Sunday, November 06, 2005

A break for freedom

Accepting that I will not likely make that last batch of tomato sauce for the freezer, I put the Romas on the compost pile. My kitchen table is my own again. Also finished up a couple of small projects—installing the smoke detector/carbon monoxide monitor, sewing two sheets together for a duvet cover, and finding all the pieces to put together a pillow cover pieced and quilted years ago. It is good to get these things done.

I try not to let inanimate objects bully me. I try to keep around only the projects that I will really finish one day, but the projects go and multiply on me, and either stamina or interest fails on me. It must be a good sign somehow that lately I have been finishing up old, old projects. Quilted the last few stitches on my first quilt. Figured out how to use two types of frames—the lap version made of PVC pipe and the big cherry floor model.

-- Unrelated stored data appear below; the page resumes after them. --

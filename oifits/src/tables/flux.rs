// Copyright 2018-2020 Peter Williams
// Licensed under the MIT License.

//! The `OI_FLUX` table: spectra, calibrated or not.

use ndarray::{Array1, ArrayView1, ArrayViewMut1};
use oifits_fits::{BinTable, Column, ColumnData, HeaderValue};
use std::slice;

use super::{
    bool_column, column_width, f64_column, new_bintable, read_channels_bool, read_channels_f64,
    read_corrindx, read_keyword, read_revision, set_text, write_references, OiTable, References,
};
use crate::errors::Result;
use crate::records::{ChannelRecord, ChannelRecords};

/// One row of an `OI_FLUX` table.
#[derive(Clone, Debug, PartialEq)]
pub struct SpectrumRecord {
    pub target_id: i32,
    pub mjd: f64,
    pub int_time: f64,
    fluxdata: Array1<f64>,
    fluxerr: Array1<f64>,
    pub corrindx_fluxdata: i32,
    /// The station that measured an uncalibrated spectrum; zero if none.
    pub sta_index: i32,
    flag: Array1<bool>,
}

impl SpectrumRecord {
    pub fn new(nwave: usize) -> Self {
        SpectrumRecord {
            target_id: 0,
            mjd: 0.,
            int_time: 0.,
            fluxdata: Array1::zeros(nwave),
            fluxerr: Array1::zeros(nwave),
            corrindx_fluxdata: 0,
            sta_index: 0,
            flag: Array1::from_elem(nwave, false),
        }
    }

    pub fn fluxdata(&self) -> ArrayView1<'_, f64> {
        self.fluxdata.view()
    }

    pub fn fluxdata_mut(&mut self) -> ArrayViewMut1<'_, f64> {
        self.fluxdata.view_mut()
    }

    pub fn fluxerr(&self) -> ArrayView1<'_, f64> {
        self.fluxerr.view()
    }

    pub fn fluxerr_mut(&mut self) -> ArrayViewMut1<'_, f64> {
        self.fluxerr.view_mut()
    }

    pub fn flag(&self) -> ArrayView1<'_, bool> {
        self.flag.view()
    }

    pub fn flag_mut(&mut self) -> ArrayViewMut1<'_, bool> {
        self.flag.view_mut()
    }
}

impl ChannelRecord for SpectrumRecord {
    fn nwave(&self) -> usize {
        self.fluxdata.len()
    }
}

/// An `OI_FLUX` table.
#[derive(Clone, Debug, PartialEq)]
pub struct SpectrumTable {
    pub revision: i32,
    pub date_obs: String,
    pub arrname: String,
    pub insname: String,
    pub corrname: String,
    /// Field of view, in arcsec.
    pub fov: f64,
    pub fovtype: String,
    /// `C` for calibrated spectra, `U` for uncalibrated.
    pub calstat: String,
    records: ChannelRecords<SpectrumRecord>,
}

impl SpectrumTable {
    pub fn new<S: Into<String>>(insname: S, nwave: usize) -> Self {
        SpectrumTable {
            revision: Self::CURRENT_REVISION,
            date_obs: String::new(),
            arrname: String::new(),
            insname: insname.into(),
            corrname: String::new(),
            fov: 0.,
            fovtype: String::new(),
            calstat: "C".to_owned(),
            records: ChannelRecords::new(nwave),
        }
    }

    pub fn new_record(&self) -> SpectrumRecord {
        SpectrumRecord::new(self.records.nwave())
    }

    pub fn push(&mut self, record: SpectrumRecord) -> Result<()> {
        self.records.push(record)
    }

    pub fn records(&self) -> &ChannelRecords<SpectrumRecord> {
        &self.records
    }

    pub fn records_mut(&mut self) -> slice::IterMut<'_, SpectrumRecord> {
        self.records.iter_mut()
    }
}

impl_measurement_table!(SpectrumTable);

impl OiTable for SpectrumTable {
    const EXTNAME: &'static str = "OI_FLUX";
    const CURRENT_REVISION: i32 = 1;

    fn revision(&self) -> i32 {
        self.revision
    }

    fn to_bintable(&self, extver: i32) -> Result<BinTable> {
        let recs = &self.records;
        let nwave = recs.nwave();
        let mut t = new_bintable::<Self>(self.revision, extver, recs.len());
        write_references(self, &mut t);

        if !self.fovtype.is_empty() {
            t.header.set("FOV", HeaderValue::Float(self.fov));
            set_text(&mut t, "FOVTYPE", &self.fovtype);
        }

        set_text(&mut t, "CALSTAT", &self.calstat);

        let scalar = |name: &str, f: fn(&SpectrumRecord) -> f64| {
            Column::new(name, 1, ColumnData::Float64(recs.iter().map(f).collect()))
        };

        t.push_column(Column::new(
            "TARGET_ID",
            1,
            ColumnData::Int16(recs.iter().map(|r| r.target_id as i16).collect()),
        ))?;
        t.push_column(scalar("MJD", |r| r.mjd).with_unit("day"))?;
        t.push_column(scalar("INT_TIME", |r| r.int_time).with_unit("s"))?;
        t.push_column(f64_column("FLUXDATA", nwave, recs.iter().map(|r| r.fluxdata.view())))?;
        t.push_column(f64_column("FLUXERR", nwave, recs.iter().map(|r| r.fluxerr.view())))?;

        if !self.corrname.is_empty() {
            t.push_column(Column::new(
                "CORRINDX_FLUXDATA",
                1,
                ColumnData::Int32(recs.iter().map(|r| r.corrindx_fluxdata).collect()),
            ))?;
        }

        t.push_column(Column::new(
            "STA_INDEX",
            1,
            ColumnData::Int16(recs.iter().map(|r| r.sta_index as i16).collect()),
        ))?;
        t.push_column(bool_column("FLAG", nwave, recs.iter().map(|r| r.flag.view())))?;
        Ok(t)
    }

    fn from_bintable(table: &BinTable) -> Result<Self> {
        let refs = References::read(table)?;
        let nwave = column_width(table, "FLUXDATA")?;

        let mut spec = SpectrumTable::new(refs.insname, nwave);
        spec.revision = read_revision(table)?;
        spec.date_obs = refs.date_obs;
        spec.arrname = refs.arrname;
        spec.corrname = refs.corrname;
        spec.fov = table.header.get_float("FOV").unwrap_or(0.);
        spec.fovtype = read_keyword(table, "FOVTYPE");
        spec.calstat = read_keyword(table, "CALSTAT");

        let target_id = table.column("TARGET_ID")?.to_i32_vec()?;
        let mjd = table.column("MJD")?.to_f64_vec()?;
        let int_time = table.column("INT_TIME")?.to_f64_vec()?;
        let corrindx = read_corrindx(table, "CORRINDX_FLUXDATA")?;
        let sta_index = match table.find_column("STA_INDEX") {
            Some(c) => c.to_i32_vec()?,
            None => vec![0; table.nrows()],
        };

        // Older writers omit the flags.
        let flags = if table.find_column("FLAG").is_some() {
            read_channels_bool(table, "FLAG", nwave)?
        } else {
            vec![Array1::from_elem(nwave, false); table.nrows()]
        };

        let rows = read_channels_f64(table, "FLUXDATA", nwave)?
            .into_iter()
            .zip(read_channels_f64(table, "FLUXERR", nwave)?)
            .zip(flags);

        for (i, ((fluxdata, fluxerr), flag)) in rows.enumerate() {
            spec.records.push(SpectrumRecord {
                target_id: target_id[i],
                mjd: mjd[i],
                int_time: int_time[i],
                fluxdata,
                fluxerr,
                corrindx_fluxdata: corrindx[i],
                sta_index: sta_index[i],
                flag,
            })?;
        }

        Ok(spec)
    }
}
// Copyright 2018-2020 Peter Williams
// Licensed under the MIT License.

//! Human-readable summaries of a data set.

use std::fmt;

use crate::tables::MeasurementTable;
use crate::Container;

/// A displayable summary of a [`Container`].
///
/// Obtain one with [`Container::summarize`]. Formatting it describes the
/// primary header and then each table, grouped by type.
#[derive(Clone, Copy, Debug)]
pub struct Summary<'a> {
    container: &'a Container,
}

fn measurement_lines<T: MeasurementTable>(
    f: &mut fmt::Formatter,
    label: &str,
    tables: &[T],
) -> fmt::Result {
    writeln!(f, "  {} {} tables:", tables.len(), label)?;

    for (i, t) in tables.iter().enumerate() {
        writeln!(f, "    #{:<2} DATE-OBS={}", i + 1, t.date_obs())?;
        writeln!(
            f,
            "    INSNAME='{}'  ARRNAME='{}'  CORRNAME='{}'",
            t.insname(),
            t.arrname(),
            t.corrname()
        )?;
        writeln!(f, "     {:5} records x {:3} wavebands", t.numrec(), t.nwave())?;
    }

    Ok(())
}

impl<'a> fmt::Display for Summary<'a> {
    fn fmt(&self, f: &mut fmt::Formatter) -> fmt::Result {
        let c = self.container;
        let h = &c.header;

        writeln!(f, "OIFITS data:")?;
        writeln!(f, "  DATE-OBS={}  OBJECT='{}'", h.date_obs, h.object)?;
        writeln!(f, "  TELESCOP='{}'  INSTRUME='{}'", h.telescop, h.instrume)?;
        writeln!(f, "  INSMODE='{}'  OBSTECH='{}'", h.insmode, h.obstech)?;
        writeln!(f)?;

        writeln!(f, "  {} OI_ARRAY tables:", c.arrays().len())?;
        for (i, t) in c.arrays().iter().enumerate() {
            writeln!(
                f,
                "    #{:<2} ARRNAME='{}'  {} elements",
                i + 1,
                t.arrname,
                t.elements.len()
            )?;
        }

        writeln!(f, "  {} OI_WAVELENGTH tables:", c.wavelengths().len())?;
        for (i, t) in c.wavelengths().iter().enumerate() {
            writeln!(
                f,
                "    #{:<2} INSNAME='{}'  {} channels  {:7.1}-{:7.1}nm",
                i + 1,
                t.insname,
                t.nwave(),
                1e9 * t.min_wavelength().unwrap_or(0.) as f64,
                1e9 * t.max_wavelength().unwrap_or(0.) as f64
            )?;
        }

        writeln!(f, "  {} OI_CORR tables:", c.corrs().len())?;
        for (i, t) in c.corrs().iter().enumerate() {
            writeln!(
                f,
                "    #{:<2} CORRNAME='{}'  {}/{} non-zero correlations",
                i + 1,
                t.corrname,
                t.ncorr(),
                t.ndata
            )?;
        }

        writeln!(f, "  {} OI_POLAR tables:", c.polars().len())?;
        for (i, t) in c.polars().iter().enumerate() {
            writeln!(f, "    #{:<2} ARRNAME='{}'", i + 1, t.arrname)?;
        }

        measurement_lines(f, "OI_VIS", c.vis())?;
        measurement_lines(f, "OI_VIS2", c.vis2())?;
        measurement_lines(f, "OI_T3", c.t3())?;
        measurement_lines(f, "OI_SPECTRUM", c.spectra())
    }
}

impl Container {
    /// Get a displayable summary of this data set.
    pub fn summarize(&self) -> Summary<'_> {
        Summary { container: self }
    }

    /// Describe this data set in a multi-line report.
    pub fn summary(&self) -> String {
        self.summarize().to_string()
    }

    /// Print the summary to standard output.
    pub fn print_summary(&self) {
        print!("{}", self.summarize());
    }
}

#[cfg(test)]
mod tests {
    use super::*;
    use crate::tables::{array::ArrayTable, vis2::Vis2Table, wavelength::WavelengthTable};
    use oifits_core::notify::NoopNotificationBackend;

    #[test]
    fn layout() {
        let mut c = Container::new();
        let mut nb = NoopNotificationBackend::new();
        c.header.object = "Betelgeuse".to_owned();
        c.add_array(ArrayTable::new("VLTI"));
        c.add_wavelength(
            WavelengthTable::new("AMBER", vec![2.0e-6, 2.5e-6], vec![1e-8, 1e-8]).unwrap(),
        );
        let mut vis2 = Vis2Table::new("AMBER", 2);
        vis2.date_obs = "2020-05-01".to_owned();
        vis2.arrname = "VLTI".to_owned();
        c.add_vis2(vis2, &mut nb);

        let s = c.summary();
        assert!(s.starts_with("OIFITS data:\n  DATE-OBS=  OBJECT='Betelgeuse'\n"));
        assert!(s.contains("  1 OI_ARRAY tables:\n    #1  ARRNAME='VLTI'  0 elements\n"));
        assert!(s.contains("INSNAME='AMBER'  2 channels   2000.0- 2500.0nm\n"));
        assert!(s.contains("  0 OI_POLAR tables:\n  0 OI_VIS tables:\n  1 OI_VIS2 tables:\n"));
        assert!(s.contains("    INSNAME='AMBER'  ARRNAME='VLTI'  CORRNAME=''\n"));
        assert!(s.contains("         0 records x   2 wavebands\n"));
        assert!(s.ends_with("  0 OI_SPECTRUM tables:\n"));
        assert_eq!(s, c.summary());
    }
}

The living room’s winter furniture arrangement can accommodate the big quilt frame, which is now set up with a queen size quilt made of flannel squares. The piecing and part of the quilting date back at least two houses—this is how I think of my personal history—or is it three? No, I think it was while I was living in Brooklyn that I put together simple four-square blocks of flannel, set them on an angle with single squares, and started quilting with big stitch.

The same light that gives me morning light therapy is perfect for lighting this big project. I work on it at least a few stitches a day. Oddly, I do not feel intimidated or bullied by this very large project, not nearly as much as I do by my mending basket or the floors that need vacuuming.

Simplify. I have enough projects to hold me for years, maybe decades. Unless I am absolutely overcome, I don’t buy new ones these days, and I count this one of the benefits of having less free cash than I once did. From time to time I find treasures among my stash, and I have as much fun doing old projects as I once had acquiring them. If I lived a place where it was easier to shop, I might give in more readily, but I am enjoying the freedom of this simpler life.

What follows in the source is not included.